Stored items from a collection
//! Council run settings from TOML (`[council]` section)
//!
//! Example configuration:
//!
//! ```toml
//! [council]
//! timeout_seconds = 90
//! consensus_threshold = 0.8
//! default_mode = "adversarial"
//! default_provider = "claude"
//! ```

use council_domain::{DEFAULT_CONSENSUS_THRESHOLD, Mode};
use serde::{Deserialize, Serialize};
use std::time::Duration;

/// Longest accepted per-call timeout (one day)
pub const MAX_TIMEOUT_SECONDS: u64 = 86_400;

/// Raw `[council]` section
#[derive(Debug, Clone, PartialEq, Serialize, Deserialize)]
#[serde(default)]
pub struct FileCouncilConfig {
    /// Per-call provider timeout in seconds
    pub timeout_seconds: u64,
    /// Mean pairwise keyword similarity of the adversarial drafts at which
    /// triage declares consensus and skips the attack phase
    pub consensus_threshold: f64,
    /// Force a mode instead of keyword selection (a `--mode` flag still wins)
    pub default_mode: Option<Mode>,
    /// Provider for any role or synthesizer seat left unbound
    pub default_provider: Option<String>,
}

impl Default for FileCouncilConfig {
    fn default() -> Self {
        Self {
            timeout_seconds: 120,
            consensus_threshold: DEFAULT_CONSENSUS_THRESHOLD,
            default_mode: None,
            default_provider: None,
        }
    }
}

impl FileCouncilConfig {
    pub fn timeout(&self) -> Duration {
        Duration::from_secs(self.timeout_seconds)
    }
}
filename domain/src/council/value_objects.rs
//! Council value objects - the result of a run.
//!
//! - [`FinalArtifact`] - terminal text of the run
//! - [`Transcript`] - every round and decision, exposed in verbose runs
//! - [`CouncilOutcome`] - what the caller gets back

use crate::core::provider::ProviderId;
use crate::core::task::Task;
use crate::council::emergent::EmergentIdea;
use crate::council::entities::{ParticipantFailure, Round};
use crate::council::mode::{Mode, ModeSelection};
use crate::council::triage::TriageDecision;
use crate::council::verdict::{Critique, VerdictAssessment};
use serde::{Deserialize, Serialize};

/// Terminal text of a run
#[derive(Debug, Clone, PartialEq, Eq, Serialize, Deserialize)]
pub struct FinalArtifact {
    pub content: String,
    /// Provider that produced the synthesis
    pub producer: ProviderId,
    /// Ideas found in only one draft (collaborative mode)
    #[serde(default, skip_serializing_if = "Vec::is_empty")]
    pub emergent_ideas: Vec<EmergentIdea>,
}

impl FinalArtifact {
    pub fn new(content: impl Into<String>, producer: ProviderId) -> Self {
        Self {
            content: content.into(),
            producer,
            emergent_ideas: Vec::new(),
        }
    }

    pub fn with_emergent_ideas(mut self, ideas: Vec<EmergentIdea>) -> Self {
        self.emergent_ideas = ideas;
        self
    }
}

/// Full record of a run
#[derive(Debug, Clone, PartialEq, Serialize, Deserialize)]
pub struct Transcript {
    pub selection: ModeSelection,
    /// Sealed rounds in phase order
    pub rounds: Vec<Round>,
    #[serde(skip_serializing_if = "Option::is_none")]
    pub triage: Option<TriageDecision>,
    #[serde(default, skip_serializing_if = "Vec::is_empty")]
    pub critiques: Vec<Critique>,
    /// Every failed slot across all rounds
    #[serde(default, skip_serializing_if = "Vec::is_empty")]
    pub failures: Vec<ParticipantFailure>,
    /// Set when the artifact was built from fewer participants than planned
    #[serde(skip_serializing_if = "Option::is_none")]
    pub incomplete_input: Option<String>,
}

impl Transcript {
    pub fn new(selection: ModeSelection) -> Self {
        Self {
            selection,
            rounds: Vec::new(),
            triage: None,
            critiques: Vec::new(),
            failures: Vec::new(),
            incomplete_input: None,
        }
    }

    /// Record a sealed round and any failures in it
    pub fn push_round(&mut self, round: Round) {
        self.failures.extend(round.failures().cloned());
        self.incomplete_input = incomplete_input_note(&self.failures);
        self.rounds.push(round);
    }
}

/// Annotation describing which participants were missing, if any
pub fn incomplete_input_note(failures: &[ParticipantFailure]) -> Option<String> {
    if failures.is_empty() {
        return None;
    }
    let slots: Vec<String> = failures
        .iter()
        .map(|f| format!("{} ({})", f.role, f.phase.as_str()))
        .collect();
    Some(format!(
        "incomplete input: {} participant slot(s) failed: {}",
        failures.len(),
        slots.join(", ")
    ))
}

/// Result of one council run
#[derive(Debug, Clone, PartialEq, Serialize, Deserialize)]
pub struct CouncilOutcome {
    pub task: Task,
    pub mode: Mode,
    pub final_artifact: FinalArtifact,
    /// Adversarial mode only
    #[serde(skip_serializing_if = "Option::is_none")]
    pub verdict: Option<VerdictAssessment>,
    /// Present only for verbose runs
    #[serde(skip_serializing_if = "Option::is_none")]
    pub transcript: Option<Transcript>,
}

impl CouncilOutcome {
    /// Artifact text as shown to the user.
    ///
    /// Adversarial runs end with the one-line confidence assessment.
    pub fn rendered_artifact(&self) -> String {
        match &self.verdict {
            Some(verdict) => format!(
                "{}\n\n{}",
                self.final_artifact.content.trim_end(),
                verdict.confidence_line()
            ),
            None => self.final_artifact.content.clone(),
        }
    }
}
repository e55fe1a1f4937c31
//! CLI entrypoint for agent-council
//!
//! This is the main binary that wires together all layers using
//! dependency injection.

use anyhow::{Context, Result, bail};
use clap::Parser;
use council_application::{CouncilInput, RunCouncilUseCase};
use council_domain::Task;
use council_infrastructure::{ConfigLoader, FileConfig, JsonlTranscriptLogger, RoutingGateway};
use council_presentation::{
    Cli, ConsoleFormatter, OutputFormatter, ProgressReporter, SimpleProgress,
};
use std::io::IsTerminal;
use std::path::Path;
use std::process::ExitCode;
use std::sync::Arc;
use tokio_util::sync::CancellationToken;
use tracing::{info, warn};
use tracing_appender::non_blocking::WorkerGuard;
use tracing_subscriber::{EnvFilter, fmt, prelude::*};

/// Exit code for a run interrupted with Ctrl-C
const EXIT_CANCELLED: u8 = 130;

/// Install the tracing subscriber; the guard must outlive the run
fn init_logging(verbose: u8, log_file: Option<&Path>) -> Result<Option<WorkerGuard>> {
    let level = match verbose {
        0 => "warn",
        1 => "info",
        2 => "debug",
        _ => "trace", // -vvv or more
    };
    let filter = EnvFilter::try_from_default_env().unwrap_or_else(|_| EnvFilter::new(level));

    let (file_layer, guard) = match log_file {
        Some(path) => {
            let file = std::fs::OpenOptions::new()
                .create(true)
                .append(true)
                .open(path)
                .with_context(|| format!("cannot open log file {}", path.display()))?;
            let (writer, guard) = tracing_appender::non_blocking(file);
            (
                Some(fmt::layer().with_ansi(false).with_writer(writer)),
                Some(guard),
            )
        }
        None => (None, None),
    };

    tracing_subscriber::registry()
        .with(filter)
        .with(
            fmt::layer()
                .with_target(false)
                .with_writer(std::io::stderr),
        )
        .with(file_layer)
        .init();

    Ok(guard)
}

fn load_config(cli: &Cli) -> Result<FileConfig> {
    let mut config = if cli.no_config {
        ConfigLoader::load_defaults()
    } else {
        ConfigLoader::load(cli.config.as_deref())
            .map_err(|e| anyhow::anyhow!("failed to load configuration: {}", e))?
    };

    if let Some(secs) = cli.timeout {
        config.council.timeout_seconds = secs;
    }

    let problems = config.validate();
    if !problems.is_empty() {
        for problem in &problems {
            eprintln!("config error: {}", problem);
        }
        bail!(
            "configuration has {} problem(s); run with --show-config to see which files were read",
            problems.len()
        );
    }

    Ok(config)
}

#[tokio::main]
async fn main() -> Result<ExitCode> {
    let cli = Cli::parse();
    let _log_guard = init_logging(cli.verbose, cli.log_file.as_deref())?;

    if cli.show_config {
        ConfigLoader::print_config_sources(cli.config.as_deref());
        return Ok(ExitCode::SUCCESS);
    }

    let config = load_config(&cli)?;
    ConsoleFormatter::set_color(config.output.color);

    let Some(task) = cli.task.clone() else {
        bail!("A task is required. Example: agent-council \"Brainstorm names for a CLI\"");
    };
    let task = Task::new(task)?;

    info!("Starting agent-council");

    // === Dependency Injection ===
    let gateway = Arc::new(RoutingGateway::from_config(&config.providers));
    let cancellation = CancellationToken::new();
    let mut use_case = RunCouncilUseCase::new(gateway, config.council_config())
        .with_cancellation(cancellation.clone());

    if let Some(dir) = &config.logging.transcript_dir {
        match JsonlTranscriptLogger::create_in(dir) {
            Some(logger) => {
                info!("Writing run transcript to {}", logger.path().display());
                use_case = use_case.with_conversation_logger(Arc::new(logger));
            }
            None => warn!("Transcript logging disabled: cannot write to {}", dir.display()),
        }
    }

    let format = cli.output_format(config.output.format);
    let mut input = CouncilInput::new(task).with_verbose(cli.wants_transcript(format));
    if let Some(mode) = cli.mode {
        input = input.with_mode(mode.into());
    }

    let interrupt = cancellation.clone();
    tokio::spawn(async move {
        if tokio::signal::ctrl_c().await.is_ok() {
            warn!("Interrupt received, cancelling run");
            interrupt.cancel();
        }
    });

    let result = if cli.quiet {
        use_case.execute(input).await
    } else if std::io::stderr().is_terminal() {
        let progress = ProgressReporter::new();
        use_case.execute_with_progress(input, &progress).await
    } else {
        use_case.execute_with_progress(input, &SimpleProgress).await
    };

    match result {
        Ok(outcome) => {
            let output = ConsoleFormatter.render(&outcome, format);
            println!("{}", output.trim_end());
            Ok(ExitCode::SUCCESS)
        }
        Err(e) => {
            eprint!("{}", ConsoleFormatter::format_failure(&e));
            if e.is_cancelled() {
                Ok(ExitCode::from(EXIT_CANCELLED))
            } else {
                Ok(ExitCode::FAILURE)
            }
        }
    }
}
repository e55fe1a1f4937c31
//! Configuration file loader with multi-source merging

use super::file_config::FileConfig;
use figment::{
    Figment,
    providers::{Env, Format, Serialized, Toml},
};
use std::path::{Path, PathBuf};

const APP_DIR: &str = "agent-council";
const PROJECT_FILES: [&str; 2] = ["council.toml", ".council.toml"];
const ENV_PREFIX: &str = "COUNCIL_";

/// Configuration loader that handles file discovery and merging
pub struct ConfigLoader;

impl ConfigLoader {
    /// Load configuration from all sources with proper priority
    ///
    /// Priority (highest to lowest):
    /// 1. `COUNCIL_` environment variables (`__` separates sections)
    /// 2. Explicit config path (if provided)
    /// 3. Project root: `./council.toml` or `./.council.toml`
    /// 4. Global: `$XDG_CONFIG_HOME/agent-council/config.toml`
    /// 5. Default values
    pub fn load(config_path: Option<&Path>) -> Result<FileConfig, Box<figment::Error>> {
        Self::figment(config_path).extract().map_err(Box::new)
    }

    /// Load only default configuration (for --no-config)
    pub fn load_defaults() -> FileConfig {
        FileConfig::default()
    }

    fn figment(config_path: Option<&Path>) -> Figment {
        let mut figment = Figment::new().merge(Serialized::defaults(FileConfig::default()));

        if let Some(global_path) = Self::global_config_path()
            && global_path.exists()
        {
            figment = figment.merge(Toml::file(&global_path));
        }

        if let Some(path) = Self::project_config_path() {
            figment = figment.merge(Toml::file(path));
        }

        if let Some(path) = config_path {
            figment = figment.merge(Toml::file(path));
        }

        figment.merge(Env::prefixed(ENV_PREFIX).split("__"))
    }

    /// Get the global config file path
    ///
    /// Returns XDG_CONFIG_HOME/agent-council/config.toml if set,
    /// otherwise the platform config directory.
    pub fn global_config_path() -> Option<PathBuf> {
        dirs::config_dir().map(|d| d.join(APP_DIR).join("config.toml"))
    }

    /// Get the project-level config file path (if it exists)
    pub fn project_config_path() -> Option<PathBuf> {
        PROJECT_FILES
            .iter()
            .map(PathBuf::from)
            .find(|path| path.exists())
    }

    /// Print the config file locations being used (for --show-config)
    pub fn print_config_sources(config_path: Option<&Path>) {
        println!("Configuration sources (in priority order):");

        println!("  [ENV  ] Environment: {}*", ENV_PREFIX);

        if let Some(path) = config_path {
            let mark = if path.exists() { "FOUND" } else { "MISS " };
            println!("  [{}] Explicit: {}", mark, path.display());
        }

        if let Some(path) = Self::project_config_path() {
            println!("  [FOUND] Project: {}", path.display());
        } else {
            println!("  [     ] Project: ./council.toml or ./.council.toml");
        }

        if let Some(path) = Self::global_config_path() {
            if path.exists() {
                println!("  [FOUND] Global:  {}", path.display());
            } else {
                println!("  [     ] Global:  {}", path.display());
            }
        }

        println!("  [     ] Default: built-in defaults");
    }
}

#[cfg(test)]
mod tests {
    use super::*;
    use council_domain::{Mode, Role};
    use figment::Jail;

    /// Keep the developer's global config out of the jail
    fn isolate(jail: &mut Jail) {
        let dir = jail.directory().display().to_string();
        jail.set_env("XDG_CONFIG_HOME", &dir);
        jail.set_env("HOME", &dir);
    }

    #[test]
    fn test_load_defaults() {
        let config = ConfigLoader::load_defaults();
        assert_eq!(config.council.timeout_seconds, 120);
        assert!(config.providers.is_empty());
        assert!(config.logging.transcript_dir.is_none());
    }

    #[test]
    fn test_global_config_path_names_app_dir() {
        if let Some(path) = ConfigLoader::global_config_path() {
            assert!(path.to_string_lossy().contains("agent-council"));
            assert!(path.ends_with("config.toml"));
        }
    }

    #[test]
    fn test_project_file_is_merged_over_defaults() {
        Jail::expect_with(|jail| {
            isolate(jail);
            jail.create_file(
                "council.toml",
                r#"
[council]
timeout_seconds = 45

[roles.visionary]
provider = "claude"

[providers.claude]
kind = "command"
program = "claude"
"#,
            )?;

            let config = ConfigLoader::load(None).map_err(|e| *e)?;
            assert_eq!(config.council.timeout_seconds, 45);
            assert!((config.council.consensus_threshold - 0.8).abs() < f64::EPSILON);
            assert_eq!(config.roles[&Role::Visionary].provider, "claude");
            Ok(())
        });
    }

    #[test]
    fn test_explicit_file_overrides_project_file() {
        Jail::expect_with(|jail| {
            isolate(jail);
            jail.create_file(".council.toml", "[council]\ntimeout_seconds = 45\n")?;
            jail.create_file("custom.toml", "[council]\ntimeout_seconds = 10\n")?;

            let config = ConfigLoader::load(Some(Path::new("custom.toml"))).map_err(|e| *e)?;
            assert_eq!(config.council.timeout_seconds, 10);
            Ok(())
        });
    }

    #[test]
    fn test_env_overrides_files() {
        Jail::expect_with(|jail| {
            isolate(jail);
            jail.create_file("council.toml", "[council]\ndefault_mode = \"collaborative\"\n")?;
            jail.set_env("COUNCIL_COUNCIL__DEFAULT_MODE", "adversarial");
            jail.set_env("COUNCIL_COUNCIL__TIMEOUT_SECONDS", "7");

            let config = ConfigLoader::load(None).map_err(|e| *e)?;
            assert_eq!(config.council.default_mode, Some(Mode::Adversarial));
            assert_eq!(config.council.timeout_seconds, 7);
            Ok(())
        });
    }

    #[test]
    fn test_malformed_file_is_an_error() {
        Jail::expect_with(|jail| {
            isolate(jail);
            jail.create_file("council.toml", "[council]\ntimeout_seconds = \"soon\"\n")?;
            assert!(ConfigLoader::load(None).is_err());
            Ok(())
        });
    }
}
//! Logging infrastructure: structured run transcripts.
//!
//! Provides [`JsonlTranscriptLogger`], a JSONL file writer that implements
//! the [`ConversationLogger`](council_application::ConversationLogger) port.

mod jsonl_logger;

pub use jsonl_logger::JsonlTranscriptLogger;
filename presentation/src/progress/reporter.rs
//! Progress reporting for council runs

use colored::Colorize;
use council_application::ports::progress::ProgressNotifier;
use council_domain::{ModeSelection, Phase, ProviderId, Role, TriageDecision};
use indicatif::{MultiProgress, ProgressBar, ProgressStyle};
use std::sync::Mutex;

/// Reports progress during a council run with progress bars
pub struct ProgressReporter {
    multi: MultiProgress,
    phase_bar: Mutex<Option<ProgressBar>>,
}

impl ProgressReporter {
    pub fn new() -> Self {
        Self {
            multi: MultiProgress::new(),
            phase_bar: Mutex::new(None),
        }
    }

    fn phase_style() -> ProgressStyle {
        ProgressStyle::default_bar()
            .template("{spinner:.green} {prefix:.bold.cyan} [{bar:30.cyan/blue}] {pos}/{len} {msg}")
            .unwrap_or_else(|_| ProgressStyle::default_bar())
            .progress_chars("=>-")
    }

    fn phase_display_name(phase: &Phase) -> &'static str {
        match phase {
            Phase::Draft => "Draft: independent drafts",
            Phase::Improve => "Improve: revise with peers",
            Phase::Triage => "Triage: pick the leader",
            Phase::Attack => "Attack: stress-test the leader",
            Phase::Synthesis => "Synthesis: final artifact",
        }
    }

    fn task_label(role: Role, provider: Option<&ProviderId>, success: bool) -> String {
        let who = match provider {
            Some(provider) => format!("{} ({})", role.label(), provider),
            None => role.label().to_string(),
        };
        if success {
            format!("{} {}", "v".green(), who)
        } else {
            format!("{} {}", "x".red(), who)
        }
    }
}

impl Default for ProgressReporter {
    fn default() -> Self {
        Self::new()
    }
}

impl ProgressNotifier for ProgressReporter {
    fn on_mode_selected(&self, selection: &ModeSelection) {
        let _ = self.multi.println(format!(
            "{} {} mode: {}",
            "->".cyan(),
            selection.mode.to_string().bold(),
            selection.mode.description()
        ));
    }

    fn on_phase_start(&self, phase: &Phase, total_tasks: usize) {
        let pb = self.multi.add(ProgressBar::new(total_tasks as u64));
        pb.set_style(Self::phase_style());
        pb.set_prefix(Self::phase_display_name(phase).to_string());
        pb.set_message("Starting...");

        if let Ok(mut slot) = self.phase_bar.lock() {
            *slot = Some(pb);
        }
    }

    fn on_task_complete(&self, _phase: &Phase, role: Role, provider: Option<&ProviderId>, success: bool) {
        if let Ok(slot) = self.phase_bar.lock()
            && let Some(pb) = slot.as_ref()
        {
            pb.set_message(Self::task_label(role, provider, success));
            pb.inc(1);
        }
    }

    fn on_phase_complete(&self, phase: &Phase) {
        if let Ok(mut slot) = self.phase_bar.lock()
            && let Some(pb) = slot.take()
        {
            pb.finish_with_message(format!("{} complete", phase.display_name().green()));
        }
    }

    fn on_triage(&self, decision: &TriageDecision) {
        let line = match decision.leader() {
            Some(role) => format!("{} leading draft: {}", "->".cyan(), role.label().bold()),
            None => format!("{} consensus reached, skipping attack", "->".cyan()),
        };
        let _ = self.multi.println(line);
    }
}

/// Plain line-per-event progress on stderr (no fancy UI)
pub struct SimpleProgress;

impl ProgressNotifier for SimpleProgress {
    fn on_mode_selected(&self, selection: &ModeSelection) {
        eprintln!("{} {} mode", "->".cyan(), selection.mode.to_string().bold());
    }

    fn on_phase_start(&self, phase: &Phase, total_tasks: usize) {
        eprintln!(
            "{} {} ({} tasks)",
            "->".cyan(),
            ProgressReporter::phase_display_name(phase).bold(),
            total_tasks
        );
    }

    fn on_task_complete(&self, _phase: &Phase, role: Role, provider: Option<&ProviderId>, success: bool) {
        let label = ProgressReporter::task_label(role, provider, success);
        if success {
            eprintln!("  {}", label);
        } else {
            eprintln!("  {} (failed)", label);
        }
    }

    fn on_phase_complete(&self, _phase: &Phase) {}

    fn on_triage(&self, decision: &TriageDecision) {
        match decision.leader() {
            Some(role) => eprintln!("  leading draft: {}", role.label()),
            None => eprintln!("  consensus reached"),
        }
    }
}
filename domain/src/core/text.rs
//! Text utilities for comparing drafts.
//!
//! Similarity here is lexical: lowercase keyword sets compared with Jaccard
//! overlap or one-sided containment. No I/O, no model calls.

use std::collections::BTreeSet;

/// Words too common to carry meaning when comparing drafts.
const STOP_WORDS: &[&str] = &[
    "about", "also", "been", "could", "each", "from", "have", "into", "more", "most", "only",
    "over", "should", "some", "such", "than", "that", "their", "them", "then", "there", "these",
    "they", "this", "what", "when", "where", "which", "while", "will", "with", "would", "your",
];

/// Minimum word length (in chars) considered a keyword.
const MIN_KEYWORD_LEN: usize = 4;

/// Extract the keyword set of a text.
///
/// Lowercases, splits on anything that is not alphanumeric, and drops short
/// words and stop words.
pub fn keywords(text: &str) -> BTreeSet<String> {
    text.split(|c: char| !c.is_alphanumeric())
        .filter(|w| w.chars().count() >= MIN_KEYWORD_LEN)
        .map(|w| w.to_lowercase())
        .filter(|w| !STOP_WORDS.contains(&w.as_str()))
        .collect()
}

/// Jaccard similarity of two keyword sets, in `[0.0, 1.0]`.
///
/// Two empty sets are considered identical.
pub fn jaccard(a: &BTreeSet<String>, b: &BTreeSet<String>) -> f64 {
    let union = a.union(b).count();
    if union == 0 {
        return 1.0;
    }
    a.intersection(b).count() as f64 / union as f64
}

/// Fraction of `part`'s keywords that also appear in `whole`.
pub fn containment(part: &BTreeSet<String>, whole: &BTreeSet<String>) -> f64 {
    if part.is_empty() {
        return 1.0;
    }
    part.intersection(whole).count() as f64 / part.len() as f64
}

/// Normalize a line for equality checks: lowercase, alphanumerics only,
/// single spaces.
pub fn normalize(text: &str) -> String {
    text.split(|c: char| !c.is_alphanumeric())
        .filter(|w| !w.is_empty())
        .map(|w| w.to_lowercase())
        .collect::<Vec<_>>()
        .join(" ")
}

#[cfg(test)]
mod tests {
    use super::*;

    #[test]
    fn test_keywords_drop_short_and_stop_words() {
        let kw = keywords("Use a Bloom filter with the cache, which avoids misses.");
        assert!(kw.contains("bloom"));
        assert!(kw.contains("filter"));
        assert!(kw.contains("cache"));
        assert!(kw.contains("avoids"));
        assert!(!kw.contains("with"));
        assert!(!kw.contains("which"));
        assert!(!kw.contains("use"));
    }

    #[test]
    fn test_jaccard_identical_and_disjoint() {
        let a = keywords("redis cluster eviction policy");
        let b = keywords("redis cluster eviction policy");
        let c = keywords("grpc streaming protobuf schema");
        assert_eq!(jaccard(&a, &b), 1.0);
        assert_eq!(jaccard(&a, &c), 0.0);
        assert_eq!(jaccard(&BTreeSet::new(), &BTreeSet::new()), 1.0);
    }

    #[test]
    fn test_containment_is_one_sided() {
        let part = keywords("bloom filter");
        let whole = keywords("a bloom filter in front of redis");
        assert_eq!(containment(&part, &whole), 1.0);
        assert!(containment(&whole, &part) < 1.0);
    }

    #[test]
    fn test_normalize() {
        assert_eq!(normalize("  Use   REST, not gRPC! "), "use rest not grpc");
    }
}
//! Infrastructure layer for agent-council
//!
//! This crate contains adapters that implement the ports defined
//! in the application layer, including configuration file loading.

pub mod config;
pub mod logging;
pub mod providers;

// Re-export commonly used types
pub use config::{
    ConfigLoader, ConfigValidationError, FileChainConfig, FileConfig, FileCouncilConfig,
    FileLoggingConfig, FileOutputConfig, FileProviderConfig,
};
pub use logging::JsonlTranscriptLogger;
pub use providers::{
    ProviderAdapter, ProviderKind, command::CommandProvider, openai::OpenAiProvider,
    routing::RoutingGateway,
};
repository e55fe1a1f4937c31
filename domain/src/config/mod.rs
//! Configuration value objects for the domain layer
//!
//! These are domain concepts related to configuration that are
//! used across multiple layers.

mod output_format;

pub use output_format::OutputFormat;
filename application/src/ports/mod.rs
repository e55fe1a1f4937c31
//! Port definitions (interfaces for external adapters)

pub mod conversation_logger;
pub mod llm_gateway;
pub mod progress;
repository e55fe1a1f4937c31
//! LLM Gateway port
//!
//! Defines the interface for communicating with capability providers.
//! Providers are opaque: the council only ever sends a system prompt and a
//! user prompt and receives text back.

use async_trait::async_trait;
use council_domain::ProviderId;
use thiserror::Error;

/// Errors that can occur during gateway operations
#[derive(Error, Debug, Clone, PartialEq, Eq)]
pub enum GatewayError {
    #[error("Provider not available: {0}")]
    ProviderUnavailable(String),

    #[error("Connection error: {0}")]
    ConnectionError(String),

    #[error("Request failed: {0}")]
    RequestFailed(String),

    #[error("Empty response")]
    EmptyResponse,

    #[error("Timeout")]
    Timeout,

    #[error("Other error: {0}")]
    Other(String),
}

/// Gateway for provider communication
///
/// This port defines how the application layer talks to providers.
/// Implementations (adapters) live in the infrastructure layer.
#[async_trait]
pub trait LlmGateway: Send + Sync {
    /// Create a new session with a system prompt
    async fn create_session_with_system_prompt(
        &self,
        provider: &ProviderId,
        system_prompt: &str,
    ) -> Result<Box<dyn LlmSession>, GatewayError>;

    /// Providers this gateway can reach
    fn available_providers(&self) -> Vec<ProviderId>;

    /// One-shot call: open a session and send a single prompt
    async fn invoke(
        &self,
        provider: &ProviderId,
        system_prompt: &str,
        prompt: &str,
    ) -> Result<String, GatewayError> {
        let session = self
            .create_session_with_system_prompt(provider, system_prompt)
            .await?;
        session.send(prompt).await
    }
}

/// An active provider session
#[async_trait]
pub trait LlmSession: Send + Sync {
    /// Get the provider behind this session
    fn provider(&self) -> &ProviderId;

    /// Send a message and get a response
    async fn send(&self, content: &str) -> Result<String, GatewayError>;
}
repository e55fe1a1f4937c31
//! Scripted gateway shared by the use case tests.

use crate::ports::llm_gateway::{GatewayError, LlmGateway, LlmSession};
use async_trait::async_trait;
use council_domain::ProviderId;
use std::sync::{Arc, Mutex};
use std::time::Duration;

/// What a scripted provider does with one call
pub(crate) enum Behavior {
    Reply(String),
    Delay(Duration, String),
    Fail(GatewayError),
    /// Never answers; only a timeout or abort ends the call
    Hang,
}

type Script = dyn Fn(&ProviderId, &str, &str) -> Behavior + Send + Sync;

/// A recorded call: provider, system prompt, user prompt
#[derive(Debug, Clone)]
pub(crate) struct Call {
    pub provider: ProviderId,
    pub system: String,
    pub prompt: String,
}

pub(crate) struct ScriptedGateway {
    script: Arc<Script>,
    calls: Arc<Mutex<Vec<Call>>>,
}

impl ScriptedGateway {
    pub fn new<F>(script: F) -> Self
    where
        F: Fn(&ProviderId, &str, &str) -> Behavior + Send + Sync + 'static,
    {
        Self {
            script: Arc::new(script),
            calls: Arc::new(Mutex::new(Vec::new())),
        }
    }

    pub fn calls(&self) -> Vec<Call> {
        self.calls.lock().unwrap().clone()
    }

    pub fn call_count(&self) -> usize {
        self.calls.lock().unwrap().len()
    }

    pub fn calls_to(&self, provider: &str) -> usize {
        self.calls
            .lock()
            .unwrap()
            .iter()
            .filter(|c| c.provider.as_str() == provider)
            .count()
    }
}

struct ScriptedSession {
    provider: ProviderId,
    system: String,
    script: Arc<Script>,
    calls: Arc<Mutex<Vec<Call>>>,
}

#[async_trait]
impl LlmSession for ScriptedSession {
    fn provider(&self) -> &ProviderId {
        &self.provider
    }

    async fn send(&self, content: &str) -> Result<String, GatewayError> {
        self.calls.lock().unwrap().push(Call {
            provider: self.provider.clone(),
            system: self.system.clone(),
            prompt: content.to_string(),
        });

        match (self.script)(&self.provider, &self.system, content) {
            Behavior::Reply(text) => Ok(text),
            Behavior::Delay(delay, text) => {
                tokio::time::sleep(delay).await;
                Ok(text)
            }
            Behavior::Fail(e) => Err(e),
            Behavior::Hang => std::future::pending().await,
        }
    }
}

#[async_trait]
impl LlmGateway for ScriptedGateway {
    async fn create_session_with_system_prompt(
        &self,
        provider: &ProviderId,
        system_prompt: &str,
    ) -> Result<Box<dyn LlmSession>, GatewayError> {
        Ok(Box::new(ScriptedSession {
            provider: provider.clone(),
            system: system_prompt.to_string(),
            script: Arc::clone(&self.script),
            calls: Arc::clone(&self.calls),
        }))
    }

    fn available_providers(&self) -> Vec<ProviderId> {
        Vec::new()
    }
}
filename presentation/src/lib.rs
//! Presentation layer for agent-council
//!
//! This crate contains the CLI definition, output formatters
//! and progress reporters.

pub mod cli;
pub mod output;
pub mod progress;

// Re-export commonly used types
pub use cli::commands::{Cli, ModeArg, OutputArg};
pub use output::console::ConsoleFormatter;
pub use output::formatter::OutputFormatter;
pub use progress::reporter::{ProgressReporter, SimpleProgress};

**TASK BRIEF**:
The lines running from the start of the data through the one that contains "in verbose runs" should be reproduced exactly, and only those.

**REPLY**:
//! Council run settings from TOML (`[council]` section)
//!
//! Example configuration:
//!
//! ```toml
//! [council]
//! timeout_seconds = 90
//! consensus_threshold = 0.8
//! default_mode = "adversarial"
//! default_provider = "claude"
//! ```

use council_domain::{DEFAULT_CONSENSUS_THRESHOLD, Mode};
use serde::{Deserialize, Serialize};
use std::time::Duration;

/// Longest accepted per-call timeout (one day)
pub const MAX_TIMEOUT_SECONDS: u64 = 86_400;

/// Raw `[council]` section
#[derive(Debug, Clone, PartialEq, Serialize, Deserialize)]
#[serde(default)]
pub struct FileCouncilConfig {
    /// Per-call provider timeout in seconds
    pub timeout_seconds: u64,
    /// Mean pairwise keyword similarity of the adversarial drafts at which
    /// triage declares consensus and skips the attack phase
    pub consensus_threshold: f64,
    /// Force a mode instead of keyword selection (a `--mode` flag still wins)
    pub default_mode: Option<Mode>,
    /// Provider for any role or synthesizer seat left unbound
    pub default_provider: Option<String>,
}

impl Default for FileCouncilConfig {
    fn default() -> Self {
        Self {
            timeout_seconds: 120,
            consensus_threshold: DEFAULT_CONSENSUS_THRESHOLD,
            default_mode: None,
            default_provider: None,
        }
    }
}

impl FileCouncilConfig {
    pub fn timeout(&self) -> Duration {
        Duration::from_secs(self.timeout_seconds)
    }
}
filename domain/src/council/value_objects.rs
//! Council value objects - the result of a run.
//!
//! - [`FinalArtifact`] - terminal text of the run
//! - [`Transcript`] - every round and decision, exposed in verbose runs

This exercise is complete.